[Saved data entries]
###

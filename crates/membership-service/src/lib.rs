//! # membership-service
//!
//! Account lifecycle services for the membership engine. Each service
//! orchestrates the credential, lockout, role, and session components to
//! implement one application-level use case.
//!
//! Services follow constructor injection. All dependencies are provided
//! at construction time via `Arc` references. [`MembershipEngine`] wires
//! the whole graph from a store, an audit sink, a clock, and the
//! configuration.

pub mod account;
pub mod context;
pub mod engine;
pub mod operation;

pub use account::{AccountService, AdminAccountService};
pub use context::RequestContext;
pub use engine::MembershipEngine;
pub use operation::{OperationRegistry, Request, Response};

###

Within the entries above, find every line where the string "operation" occurs, and copy it.

▸ **RESPONSE TO THE EXERCISE**:
pub mod operation;
pub use operation::{OperationRegistry, Request, Response};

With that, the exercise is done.